I genuinely love the unique person my son is. It does not disappoint me when his interests are different from mine or my fiance's. And it certainly doesn't disappoint me that he happens to be male.
But what do I know? I'm just a male-bashing feminist.
1. We don't know the child's gender
2. We don't care.
Frankly I'm excited to learn about the child's personality, however it may develop.
I can understand where that sort of "boys are like this, girls are like this" thinking comes from. I daresay that I consider it less through malicious intent and more through lack of exposure to more modern ideas and examples.
(I wonder... If these women's sons had been stereotypically gay, would that have pleased them? ;) Love shopping, combing long hair, etc...)
Congratulations, Ron! We didn't find out the gender of our baby either and everyone thought we were very strange. Which we are, I guess, but that is certainly a benign manifestation of it.
Everyone with a daughter tells me I should be glad I only have a son, because boys don't get PMS. LOL
But then, if I were God, I'd probably be less petty.

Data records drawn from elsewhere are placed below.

use std::path::Path;

use anyhow::{bail, Context};
use colored::Colorize;
use mockfire_rules::{Evaluation, RuleEngine, RulesConfig, RulesEvaluator, Ruleset, StageResult};
use mockfire_types::{DbPath, Priority, User, UserInfo};
use serde_json::Value;

use crate::cli::*;

/// Run one command. Returns whether the operation was allowed.
pub fn run_command(cli: Cli) -> anyhow::Result<bool> {
    let ruleset = match &cli.rules {
        Some(path) => load_rules(path)?,
        None => Ruleset::open(),
    };
    let data = match &cli.data {
        Some(path) => read_json(path)?,
        None => Value::Null,
    };
    let user = cli
        .uid
        .as_deref()
        .map(|uid| User::from_info(UserInfo::with_uid(uid)))
        .transpose()?;

    let config = RulesConfig {
        fixed_now_ms: cli.now,
        deny_by_default: cli.deny_by_default,
        ..RulesConfig::default()
    };
    let evaluator = RulesEvaluator::with_default_stages(config);
    let snapshot = evaluator.initial_snapshot(ruleset, data)?;
    let snapshot = evaluator.rebind_auth(&snapshot, user.as_ref());

    let evaluation = match &cli.command {
        Command::Check => return cmd_check(&cli, snapshot.rules()),
        Command::Read(args) => evaluator.evaluate_read(&snapshot, &DbPath::parse(&args.path)?)?,
        Command::Write(args) => {
            let priority = match &args.priority {
                Some(raw) => Priority::from_value(&parse_json(raw, "priority")?)?,
                None => None,
            };
            evaluator.evaluate_write(
                &snapshot,
                &DbPath::parse(&args.path)?,
                parse_json(&args.value, "value")?,
                priority,
            )?
        }
        Command::Update(args) => {
            let Value::Object(patch) = parse_json(&args.patch, "patch")? else {
                bail!("patch must be a JSON object");
            };
            evaluator.evaluate_update(&snapshot, &DbPath::parse(&args.path)?, &patch)?
        }
    };

    match cli.format {
        OutputFormat::Json => println!("{}", serde_json::to_string_pretty(&evaluation.report())?),
        OutputFormat::Text => print_evaluation(&evaluation, cli.verbose),
    }
    Ok(evaluation.is_allowed())
}

fn cmd_check(cli: &Cli, ruleset: &Ruleset) -> anyhow::Result<bool> {
    let Some(path) = &cli.rules else {
        bail!("check needs --rules");
    };
    match cli.format {
        OutputFormat::Json => println!(
            "{}",
            serde_json::json!({"rules": path.display().to_string(), "valid": true})
        ),
        OutputFormat::Text => {
            let guarded = if ruleset.root().has_validation() {
                " (with .validate rules)"
            } else {
                ""
            };
            println!("{} {}{}", "✓".green().bold(), path.display().to_string().bold(), guarded);
        }
    }
    Ok(true)
}

fn print_evaluation(evaluation: &Evaluation, verbose: bool) {
    let who = match evaluation.auth.as_ref().and_then(|auth| auth.get("uid")) {
        Some(Value::String(uid)) => uid.cyan().to_string(),
        _ => "signed out".dimmed().to_string(),
    };
    println!(
        "{} {} as {}",
        evaluation.operation.to_string().bold(),
        evaluation.path.to_string().yellow(),
        who
    );
    println!("  permitted: {}", verdict(evaluation.permitted));
    println!("  validated: {}", verdict(evaluation.validated));

    for stage in &evaluation.stages {
        if !stage.passed || verbose {
            print_stage(stage);
        }
    }

    if evaluation.is_allowed() {
        println!("{} allowed", "✓".green().bold());
    } else {
        println!("{} denied", "✗".red().bold());
    }
}

fn print_stage(stage: &StageResult) {
    let mark = if stage.passed { "✓".green() } else { "✗".red() };
    match &stage.reason {
        Some(reason) => println!("    {} {}: {}", mark, stage.stage_name, reason),
        None => println!(
            "    {} {} ({}µs)",
            mark,
            stage.stage_name,
            stage.elapsed.as_micros()
        ),
    }
}

fn verdict(passed: bool) -> colored::ColoredString {
    if passed {
        "yes".green()
    } else {
        "no".red()
    }
}

fn load_rules(path: &Path) -> anyhow::Result<Ruleset> {
    let document = read_json(path)?;
    Ruleset::from_json(&document).with_context(|| format!("invalid rules in {}", path.display()))
}

fn read_json(path: &Path) -> anyhow::Result<Value> {
    let contents = std::fs::read_to_string(path)
        .with_context(|| format!("failed to read {}", path.display()))?;
    serde_json::from_str(&contents).with_context(|| format!("{} is not valid JSON", path.display()))
}

fn parse_json(raw: &str, what: &str) -> anyhow::Result<Value> {
    serde_json::from_str(raw).with_context(|| format!("{what} is not valid JSON: {raw}"))
}

#[cfg(test)]
mod tests {
    use super::*;
    use clap::Parser;
    use std::path::PathBuf;

    fn rules_file(dir: &tempfile::TempDir, rules: Value) -> PathBuf {
        let path = dir.path().join("rules.json");
        std::fs::write(&path, rules.to_string()).unwrap();
        path
    }

    fn run(args: &[&str]) -> anyhow::Result<bool> {
        run_command(Cli::try_parse_from(args).unwrap())
    }

    #[test]
    fn owner_write_allowed_stranger_denied() {
        let dir = tempfile::tempdir().unwrap();
        let rules = rules_file(
            &dir,
            serde_json::json!({"rules": {"users": {"$uid": {
                ".write": "auth != null && auth.uid === $uid",
                ".validate": "newData.hasChildren(['name'])"
            }}}}),
        );
        let rules = rules.to_str().unwrap();

        let base = ["mockfire", "--rules", rules];
        let write = ["write", "users/ann", r#"{"name":"Ann"}"#];
        let as_ann: Vec<&str> = base.iter().chain(&["--uid", "ann"]).chain(&write).copied().collect();
        assert!(run(&as_ann).unwrap());

        let as_bob: Vec<&str> = base.iter().chain(&["--uid", "bob"]).chain(&write).copied().collect();
        assert!(!run(&as_bob).unwrap());

        let invalid: Vec<&str> = base
            .iter()
            .chain(&["--uid", "ann", "write", "users/ann", r#"{"age":3}"#])
            .copied()
            .collect();
        assert!(!run(&invalid).unwrap());
    }

    #[test]
    fn reads_follow_data_and_rules() {
        let dir = tempfile::tempdir().unwrap();
        let rules = rules_file(&dir, serde_json::json!({"rules": {
            "public": {".read": true},
            "private": {".read": false}
        }}));
        let rules = rules.to_str().unwrap();
        assert!(run(&["mockfire", "--rules", rules, "read", "public/news"]).unwrap());
        assert!(!run(&["mockfire", "--rules", rules, "read", "private"]).unwrap());
        assert!(run(&["mockfire", "--rules", rules, "read", "other"]).unwrap());
        assert!(!run(&["mockfire", "--rules", rules, "--deny-by-default", "read", "other"]).unwrap());
    }

    #[test]
    fn update_and_open_rules() {
        assert!(run(&["mockfire", "update", "/", r#"{"a/b": 1, "c": 2}"#]).unwrap());
        assert!(run(&["mockfire", "update", "/", "[1]"]).is_err());
        assert!(run(&["mockfire", "update", "/", r#"{"a": 1, "a/b": 2}"#]).is_err());
    }

    #[test]
    fn check_reports_rule_errors() {
        let dir = tempfile::tempdir().unwrap();
        let good = rules_file(&dir, serde_json::json!({"rules": {".read": "auth != null"}}));
        assert!(run(&["mockfire", "--rules", good.to_str().unwrap(), "check"]).unwrap());

        let bad = dir.path().join("bad.json");
        std::fs::write(&bad, r#"{"rules": {".read": "auth =="}}"#).unwrap();
        assert!(run(&["mockfire", "--rules", bad.to_str().unwrap(), "check"]).is_err());

        assert!(run(&["mockfire", "check"]).is_err());
    }

    #[test]
    fn bad_inputs_are_errors() {
        assert!(run(&["mockfire", "write", "a", "{not json"]).is_err());
        assert!(run(&["mockfire", "write", "a.b", "1"]).is_err());
        assert!(run(&["mockfire", "write", "a", "1", "--priority", "true"]).is_err());
        assert!(run(&["mockfire", "--data", "/nonexistent/data.json", "read", "a"]).is_err());
    }
}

I think that this child-as-toy idea fits into another burdensome trope, one that is especially focused on women, and one that talk shows have grown up to exploit: the idea that one's gender non-conformity is a reflection on one's parents and family. Talk shows are also full of those, "Why won't you dress girlier?!" and "Why won't you dress nicer?!" episodes, where the tearful mom confronts the unrepentently butch/sloppy/slutty daughter. This episode was about a gentler, more tragic problem, one that the boys couldn't very well have been expected to solve. But the underlying premise, that your children have an obligation to not offend your sensibilities, was still there.
This was so creepy. And what kind of moron goes on national TV and says they don't have that kind of bond with their kid? Yeah, I'm sure your son won't mind hearing that.